Cet avant-goût des étoiles a donné des envies d’espace à Heimiri. Mais une carrière d’astronaute lui semble peu accessible. « Lors du dernier recrutement de l’Agence Spatiale Européenne, il y a eu entre 20 000 et 25 000 candidatures pour 3 ou 4 places seulementEt c’est quand même un environnement de grosses têtes, entre guillemets », souligne-t-elle.

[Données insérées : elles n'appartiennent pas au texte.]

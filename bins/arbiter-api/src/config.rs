// Judge service configuration, read from the environment
use anyhow::{bail, Context, Result};

/// Which execution provider integration to use
#[derive(Debug, Clone, Copy, PartialEq, Eq)]
pub enum ProviderKind {
    /// Free public multi-language runner (Piston-compatible API)
    Piston,
    /// Paid alternative with a flat response shape
    OneCompiler,
}

impl ProviderKind {
    pub fn from_str(s: &str) -> Option<ProviderKind> {
        match s.to_lowercase().as_str() {
            "piston" => Some(ProviderKind::Piston),
            "onecompiler" => Some(ProviderKind::OneCompiler),
            _ => None,
        }
    }
}

/// Default compile stage ceiling - compilers get more slack than runs
pub const DEFAULT_COMPILE_TIMEOUT_MS: u64 = 10_000;
/// Default run stage ceiling per test case
pub const DEFAULT_RUN_TIMEOUT_MS: u64 = 3_000;
/// Submissions larger than this are rejected before any network call
pub const MAX_SOURCE_CODE_BYTES: usize = 1024 * 1024;

#[derive(Debug, Clone)]
pub struct Config {
    pub bind_addr: String,
    pub provider: ProviderKind,
    pub provider_url: String,
    pub provider_api_key: Option<String>,
    pub compile_timeout_ms: u64,
    pub run_timeout_ms: u64,
}

impl Config {
    /// Load configuration from environment variables, falling back to
    /// defaults suitable for local development
    pub fn from_env() -> Result<Self> {
        let bind_addr =
            std::env::var("ARBITER_BIND_ADDR").unwrap_or_else(|_| "0.0.0.0:3000".to_string());

        let provider_str =
            std::env::var("EXECUTOR_PROVIDER").unwrap_or_else(|_| "piston".to_string());
        let provider = match ProviderKind::from_str(&provider_str) {
            Some(p) => p,
            None => bail!(
                "Invalid EXECUTOR_PROVIDER '{}' (valid: piston, onecompiler)",
                provider_str
            ),
        };

        let provider_url = std::env::var("EXECUTOR_URL")
            .unwrap_or_else(|_| "https://emkc.org/api/v2/piston".to_string());

        let provider_api_key = std::env::var("EXECUTOR_API_KEY").ok();
        if provider == ProviderKind::OneCompiler && provider_api_key.is_none() {
            bail!("EXECUTOR_API_KEY is required when EXECUTOR_PROVIDER=onecompiler");
        }

        let compile_timeout_ms = env_u64("COMPILE_TIMEOUT_MS", DEFAULT_COMPILE_TIMEOUT_MS)?;
        let run_timeout_ms = env_u64("RUN_TIMEOUT_MS", DEFAULT_RUN_TIMEOUT_MS)?;

        Ok(Self {
            bind_addr,
            provider,
            provider_url,
            provider_api_key,
            compile_timeout_ms,
            run_timeout_ms,
        })
    }
}

fn env_u64(name: &str, default: u64) -> Result<u64> {
    match std::env::var(name) {
        Ok(raw) => raw
            .parse::<u64>()
            .with_context(|| format!("{} must be an integer, got '{}'", name, raw)),
        Err(_) => Ok(default),
    }
}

Et la jeune femme de poursuivre : « Je n’ai absolument pas la prétention de vouloir devenir la nouvelle Thomas Pesquet. Être astronaute, c’est ce que les gens voient quand on parle de l’espace, mais, en fait, il y a un milliard de possibilités derrière. La recherche dans le spatial ne se résume pas qu’aux astronautes. Donc, j’ai grandement envie de poursuivre dans une branche de recherches dans ce domaine parce que c’est vraiment fascinant. Maintenant, on verra ce qui se passera, si mon futur me le permet ou pas ».

Ces travaux en neurosciences sont, en tous les cas, d’ores et déjà reconnus par la communauté scientifique. Le mois dernier, elle a ainsi participé à un congrès international portant sur l’hydrocéphalie et 4 de ses « abstracts » (un résumé d’une publication scientifique) ont été retenus par le comité. « C’est extrêmement rare », souligne celle qui a pu présenter ses recherches à « des experts internationaux dont certains qui travaillent dans le spatial » : « Et là, je viens de vivre ce vol. C’est un peu ma récompense, la cerise sur le gâteau après ces 3 années intenses ».

Pour se préparer à l’apesanteur, Heimiri a pu compter sur les conseils de l’astronaute Jean-François Clervoy qui a effectué trois missions spatiales avec la NASA, l’agence américaine. « C’est une personne qui est très accessible. Un amour. En plus, il vient sur son temps libre pour les campagnes parce que c’est un passionné. Il veut voir ce qu’on fait ». Quant à son avenir, la jeune chercheuse désire, pour l’heure, s’épanouir « professionnellement comme c’est le cas aujourd’hui ».

Un retour en Polynésie parait, en revanche, peu probable à court terme. « La recherche dans mon domaine, la neurophysiologie, est actuellement très peu développée en Polynésie. J’ai toujours Tahiti dans mon cœur.  Et ça, je ne peux pas l’oublier. Je reste rationnelle en me disant, qu’aujourd’hui, Tahiti ne peut pas m’offrir de poste. Mais si un jour cela peut se mettre en place, je serais ravie de pouvoir appliquer mes recherches à mon peuple.  On ne sait pas de quoi demain sera fait. Il faut toujours persévérer comme je le fais depuis quelques années maintenant ».

Preuve de son attachement viscéral à sa terre d’origine, Heimiri a tenu à arborer l’écusson du drapeau de la Polynésie sur sa combinaison « spatiale ». Des couleurs qui ont flotté haut, très haut, dans le ciel, mercredi.